Il vento accarezza l’erba e si inoltra sino al cuore del suono, senza paura. Il pensiero che alimenta la mostra è la restituzione della delicatezza dell’erba, dello sguardo che si fa leggero e co-abita nei…campi.

Nello scegliere le opere ho immaginato di far convergere nello spazio il fluire dell’erba, del verde cangiante, della forza del giallo con alle spalle il blu; intenso e invisibile che presiede come l’aria alle variazioni e alle diffusioni. Durata e intensità (del verde) portano l’opera, nel tempo, all’eco.

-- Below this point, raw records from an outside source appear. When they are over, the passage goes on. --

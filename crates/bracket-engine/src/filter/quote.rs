//! Block quotes with optional author and date.

use super::Filter;
use crate::tag::{AttrKind, AttrRule, DEFAULT_ATTR};
use crate::{EngineError, RenderContext, Tag, TagDef, TagOutput};

const QUOTE_ATTRS: &[AttrRule] = &[
    AttrRule::new(DEFAULT_ATTR, AttrKind::Text),
    AttrRule::new("date", AttrKind::Date),
];

static TAGS: &[TagDef] = &[TagDef::block("quote").attributes(QUOTE_ATTRS)];

/// `[quote="Ada" date="2024-03-01"]...[/quote]`.
///
/// With an output adapter installed the date is formatted by the host's
/// `Time.nice` helper; otherwise it is shown as written.
pub struct QuoteFilter;

impl Filter for QuoteFilter {
    fn name(&self) -> &'static str {
        "Quote"
    }

    fn tags(&self) -> &'static [TagDef] {
        TAGS
    }

    fn render(
        &self,
        tag: &Tag,
        content: &str,
        ctx: &RenderContext<'_>,
    ) -> Result<TagOutput, EngineError> {
        let mut head = String::new();
        if let Some(author) = tag.default_attr() {
            let by = ctx.format_message("quoteBy", &[("author", author)]);
            head.push_str(&format!(
                r#"<span class="bracket-quote-author">{}</span>"#,
                ctx.escape(&by)
            ));
        }
        if let Some(date) = tag.get("date") {
            let shown = ctx
                .helper("Time", "nice", &[date])?
                .unwrap_or_else(|| ctx.escape(date));
            head.push_str(&format!(
                r#"<span class="bracket-quote-date">{shown}</span>"#
            ));
        }

        let mut html = String::from(r#"<blockquote class="bracket-quote">"#);
        if !head.is_empty() {
            html.push_str(&format!(r#"<div class="bracket-quote-head">{head}</div>"#));
        }
        html.push_str(&format!(
            r#"<div class="bracket-quote-body">{content}</div></blockquote>"#
        ));
        Ok(TagOutput::html(html))
    }
}
//! Code blocks and inline variables.

use super::Filter;
use crate::tag::{AttrKind, AttrRule, DEFAULT_ATTR};
use crate::{EngineError, RenderContext, Tag, TagDef, TagOutput};

const CODE_ATTRS: &[AttrRule] = &[
    AttrRule::new(DEFAULT_ATTR, AttrKind::Text),
    AttrRule::new("hl", AttrKind::NumberList),
];

static TAGS: &[TagDef] = &[
    TagDef::block("code").verbatim().attributes(CODE_ATTRS),
    TagDef::inline("var").verbatim(),
];

/// `[code]` blocks (optionally `[code=rust hl="2,3"]`) and `[var]`.
pub struct CodeFilter;

impl Filter for CodeFilter {
    fn name(&self) -> &'static str {
        "Code"
    }

    fn tags(&self) -> &'static [TagDef] {
        TAGS
    }

    fn render(
        &self,
        tag: &Tag,
        content: &str,
        _ctx: &RenderContext<'_>,
    ) -> Result<TagOutput, EngineError> {
        if tag.name == "var" {
            return Ok(TagOutput::html(format!("<var>{content}</var>")));
        }

        let mut class = String::from("bracket-code");
        if let Some(lang) = tag.default_attr() {
            if !is_language(lang) {
                return Ok(TagOutput::Skip);
            }
            class.push_str(" lang-");
            class.push_str(&lang.to_ascii_lowercase());
        }
        let highlight = tag
            .get("hl")
            .map(|lines| format!(r#" data-highlight="{lines}""#))
            .unwrap_or_default();

        Ok(TagOutput::html(format!(
            r#"<pre class="{class}"{highlight}><code>{content}</code></pre>"#
        )))
    }
}

/// Language names such as `rust`, `c++`, `c#` or `objective-c`.
fn is_language(value: &str) -> bool {
    value
        .chars()
        .all(|c| c.is_ascii_alphanumeric() || matches!(c, '-' | '_' | '+' | '#'))
}

#[cfg(test)]
mod tests {
    use crate::FilterKind;
    use crate::filter::test_support::render_with;

    #[test]
    fn test_plain_code() {
        assert_eq!(
            render_with(FilterKind::Code, "[code]let x = 1;[/code]"),
            r#"<pre class="bracket-code"><code>let x = 1;</code></pre>"#
        );
    }

    #[test]
    fn test_language_and_highlight() {
        assert_eq!(
            render_with(FilterKind::Code, r#"[code=Rust hl="1,3"]a[/code]"#),
            r#"<pre class="bracket-code lang-rust" data-highlight="1,3"><code>a</code></pre>"#
        );
    }

    #[test]
    fn test_content_is_not_parsed_and_keeps_newlines() {
        assert_eq!(
            render_with(FilterKind::Code, "[code][b]x[/b]\n<y>[/code]"),
            "<pre class=\"bracket-code\"><code>[b]x[/b]\n&lt;y&gt;</code></pre>"
        );
    }

    #[test]
    fn test_invalid_language_is_literal() {
        assert_eq!(
            render_with(FilterKind::Code, r#"[code="a b"]x[/code]"#),
            "[code=&quot;a b&quot;]x[/code]"
        );
    }

    #[test]
    fn test_var() {
        assert_eq!(render_with(FilterKind::Code, "[var]n[/var]"), "<var>n</var>");
    }
}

Ogni scelta può essere un arbitrio, ma anche un riconoscere nel crescere dell’opera, un tratto d’unione sul quale decidere di soffermarsi. Nell’uso del verde, dei verdi, nei tratti ripetuti che portano i luoghi all’interno dell’opera, c’è la forza della coappartenenza, dove il punto d’incontro è all’aperto, nel ritmo, non topografico.

Unanimemente la critica riconosce al lavoro di Centonze l’essere portavoce di un colloquio con la natura, di un campo di relazione con gli elementi generativi. Semplicemente aggiungo che tale processo nel suo approfondirsi –mutando- ha continuato a tenere insieme le modalità compositive, la scelta delle forme plastiche, il ripetersi del segno, la disponibilità al suono: dal Grande concerto d’erba sino alle Auto-geo-grafie. In queste ultime la natura non è una mappatura dei luoghi, ma una lenta e costante sorpresa del trovarsi nello stesso tempo, rifrangendosi, pulsando da un margine all’altro, nello scorrere della contiguità.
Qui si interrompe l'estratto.